(Saved data entries)
>>>

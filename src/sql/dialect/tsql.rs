//! T-SQL (SQL Server / Azure SQL) dialect.
//!
//! T-SQL differences from ANSI:
//! - Square bracket identifier quoting (`[name]`)
//! - No boolean literals (BIT 1/0)
//! - N'...' prefix for Unicode strings
//! - No `ILIKE`, no `TIMESTAMP '...'` literal

use super::helpers;
use super::SqlDialect;

/// T-SQL (SQL Server) dialect.
#[derive(Debug, Clone, Copy)]
pub struct TSql;

impl SqlDialect for TSql {
    fn name(&self) -> &'static str {
        "tsql"
    }

    fn quote_identifier(&self, ident: &str) -> String {
        helpers::quote_bracket(ident)
    }

    fn quote_string(&self, s: &str) -> String {
        if !s.is_ascii() {
            helpers::quote_string_unicode(s)
        } else {
            helpers::quote_string_single(s)
        }
    }

    fn format_bool(&self, b: bool) -> &'static str {
        helpers::format_bool_numeric(b)
    }

    fn format_constant_predicate(&self, b: bool) -> &'static str {
        // no boolean literals in T-SQL predicates
        if b {
            "1 = 1"
        } else {
            "1 = 0"
        }
    }

    fn text_cast_type(&self) -> &'static str {
        "NVARCHAR(4000)"
    }

    fn format_timestamp_literal(&self, timestamp: &str) -> String {
        helpers::timestamp_iso_t(timestamp)
    }
}
//! PostgreSQL SQL dialect.
//!
//! PostgreSQL features used by compiled list queries:
//! - ANSI identifier quoting (`"`)
//! - Native boolean type (true/false)
//! - Native `ILIKE`
//! - `TIMESTAMP '...'` typed literals

use super::helpers;
use super::SqlDialect;

/// PostgreSQL SQL dialect.
#[derive(Debug, Clone, Copy)]
pub struct Postgres;

impl SqlDialect for Postgres {
    fn name(&self) -> &'static str {
        "postgres"
    }

    fn quote_identifier(&self, ident: &str) -> String {
        helpers::quote_double(ident)
    }

    fn format_bool(&self, b: bool) -> &'static str {
        helpers::format_bool_literal(b)
    }

    fn supports_ilike(&self) -> bool {
        true
    }
}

<<<

Make a copy of each line in the records above that has the word "SqlDialect".

Reply to the task
use super::SqlDialect;
impl SqlDialect for TSql {
use super::SqlDialect;
impl SqlDialect for Postgres {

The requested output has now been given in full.